Poetry’s “most important benefits” are not easily discernible and cannot be accessed without delving deeper. One’s languages and vocabulary can only get you so far; to go further is the Romantic approach to poetry, to derive the deeper, less immediately accessible meaning.

The other occasion on which the word “romantic” appears is in the mouth of Frankenstein himself, and here it is really used as a synonym for “picturesque” in relation to Edinburgh,[2] which he visits briefly after a letter of introduction to the leading lights of the Scottish Enlightenment in furtherance of his project to create a female Creature. Edinburgh, by contrast, is a key location of Guillermo del Toro’s new screen adaptation of the novel.

Yes, instead of Geneva and its environs providing the stage for most of the action, del Toro’s Frankenstein (Oscar Isaac) lingers in the Athens of the North. Here, he is introduced to his benefactor, Heinrich – a character entirely unique to the adaptation, played by Christopher Waltz.
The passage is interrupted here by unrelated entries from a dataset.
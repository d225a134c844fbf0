use chrono::{DateTime, Utc};
use serde::{Deserialize, Serialize};

/// One search hit as returned by the search endpoint. Read-only on this side.
#[derive(Debug, Clone, PartialEq, Serialize, Deserialize)]
pub struct FileRecord {
    /// Stored file name; also the path segment under the uploads prefix.
    pub file: String,
    /// Uploader name.
    pub name: String,
    /// Upload time. Absent when the server sent nothing usable.
    #[serde(
        default,
        deserialize_with = "crate::models::timestamp::deserialize_lenient"
    )]
    pub date: Option<DateTime<Utc>>,
    #[serde(
        default,
        alias = "type",
        alias = "mimetype",
        alias = "mimeType",
        skip_serializing_if = "Option::is_none"
    )]
    pub mime_type: Option<String>,
}

impl FileRecord {
    pub fn extension(&self) -> String {
        extension_for(self.mime_type.as_deref())
    }
}

/// One row of the full listing endpoint.
#[derive(Debug, Clone, PartialEq, Serialize, Deserialize)]
pub struct StoredFile {
    pub filename: String,
    #[serde(rename = "type", default)]
    pub file_type: Option<String>,
    #[serde(default)]
    pub size: Option<u64>,
    #[serde(deserialize_with = "crate::models::timestamp::deserialize")]
    pub modified: DateTime<Utc>,
    pub file: String,
}

/// Short type label for a MIME type, e.g. `application/pdf` -> `pdf`.
pub fn extension_for(mime_type: Option<&str>) -> String {
    let Some(mime_type) = mime_type else {
        return "unknown".to_string();
    };

    match mime_type {
        "application/pdf" => "pdf".to_string(),
        "application/msword" => "doc".to_string(),
        "application/vnd.ms-excel" => "xls".to_string(),
        "image/png" => "png".to_string(),
        "image/jpeg" => "jpg".to_string(),
        other => match other.split_once('/') {
            Some((_, subtype)) if !subtype.is_empty() => subtype.to_string(),
            _ => other.to_string(),
        },
    }
}
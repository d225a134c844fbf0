//! Plain-text rendering for the terminal front-end.

use crate::catalog::StaticContentCatalog;
use crate::models::{FileRecord, StoredFile};

pub const EMPTY_ROW: &str = "No files available";

/// Shown in the date column when a record has no usable date.
pub const MISSING_DATE: &str = "-";

/// Search results table. `url_for` maps a stored file name to its download URL.
pub fn render_results(records: &[FileRecord], url_for: impl Fn(&str) -> String) -> String {
    let mut out = format!(
        "{:<32} {:<20} {:<10} {:<6} {}\n",
        "File Name", "Person Name", "Date", "Type", "Link"
    );

    if records.is_empty() {
        out.push_str(EMPTY_ROW);
        out.push('\n');
        return out;
    }

    for record in records {
        out.push_str(&format!(
            "{:<32} {:<20} {:<10} {:<6} {}\n",
            record.file,
            record.name,
            record
                .date
                .map(|date| date.format("%Y-%m-%d").to_string())
                .unwrap_or_else(|| MISSING_DATE.to_string()),
            record.extension(),
            url_for(&record.file)
        ));
    }
    out
}

/// Admin listing table.
pub fn render_listing(files: &[StoredFile], url_for: impl Fn(&str) -> String) -> String {
    let mut out = format!(
        "{:<32} {:<24} {:>10} {:<10} {}\n",
        "Filename", "Type", "Size", "Modified", "File"
    );

    if files.is_empty() {
        out.push_str(EMPTY_ROW);
        out.push('\n');
        return out;
    }

    for file in files {
        let size = file
            .size
            .map(|size| size.to_string())
            .unwrap_or_default();
        out.push_str(&format!(
            "{:<32} {:<24} {:>10} {:<10} {}\n",
            file.filename,
            file.file_type.as_deref().unwrap_or(""),
            size,
            file.modified.format("%Y-%m-%d"),
            url_for(&file.file)
        ));
    }
    out
}

/// Numbered course list with the week labels each course offers.
pub fn render_courses(catalog: &StaticContentCatalog) -> String {
    let weeks = catalog.week_labels().join(" | ");
    catalog
        .courses()
        .iter()
        .enumerate()
        .map(|(index, course)| format!("{}. {}\n   {}\n", index + 1, course, weeks))
        .collect()
}

pub fn render_week(course: &str, week: &str, topics: &[String]) -> String {
    let mut out = format!("{} - {}\n", course, week);
    for topic in topics {
        out.push_str(&format!("  - {}\n", topic));
    }
    out
}

#[cfg(test)]
mod tests {
    use super::*;
    use chrono::{TimeZone, Utc};

    #[test]
    fn empty_results_render_placeholder_row() {
        let table = render_results(&[], |file| file.to_string());
        let lines: Vec<&str> = table.lines().collect();

        assert_eq!(lines.len(), 2);
        assert!(lines[0].starts_with("File Name"));
        assert_eq!(lines[1], EMPTY_ROW);
    }

    #[test]
    fn result_rows_show_date_type_and_link() {
        let records = vec![FileRecord {
            file: "1717-report.pdf".to_string(),
            name: "Alice".to_string(),
            date: Some(Utc.with_ymd_and_hms(2024, 5, 29, 16, 26, 40).unwrap()),
            mime_type: Some("application/pdf".to_string()),
        }];

        let table = render_results(&records, |file| format!("http://host/uploads/{}", file));

        assert!(table.contains("2024-05-29"));
        assert!(table.contains(" pdf "));
        assert!(table.contains("http://host/uploads/1717-report.pdf"));
    }

    #[test]
    fn rows_without_date_still_render() {
        let records = vec![FileRecord {
            file: "undated.pdf".to_string(),
            name: "Ben".to_string(),
            date: None,
            mime_type: None,
        }];

        let table = render_results(&records, |file| format!("http://host/uploads/{}", file));
        let row = table.lines().nth(1).unwrap();

        assert!(row.starts_with("undated.pdf"));
        assert!(row.contains(&format!(" {:<10} ", MISSING_DATE)));
        assert!(row.ends_with("http://host/uploads/undated.pdf"));
    }

    #[test]
    fn courses_are_numbered_from_one() {
        let text = render_courses(StaticContentCatalog::global());
        assert!(text.starts_with("1. Design and Implementation"));
        assert!(text.contains("6. Course 6"));
    }

    #[test]
    fn week_view_lists_topics() {
        let text = render_week("Course 3", "Week 2", &["A".to_string(), "B".to_string()]);
        assert_eq!(text, "Course 3 - Week 2\n  - A\n  - B\n");
    }
}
Whereas Shelley’s novel has Victor as the lone genius, del Toro’s protagonist assembles a crack team and is endowed with infinite resources by his patron. In a seeming nod to the heavily Frankenstein-inspired Poor Things, Heinrich makes a shocking request of his beneficiary. He wishes his brain to be transplanted into the body of the man Victor is assembling from the corpses of fallen soldiers.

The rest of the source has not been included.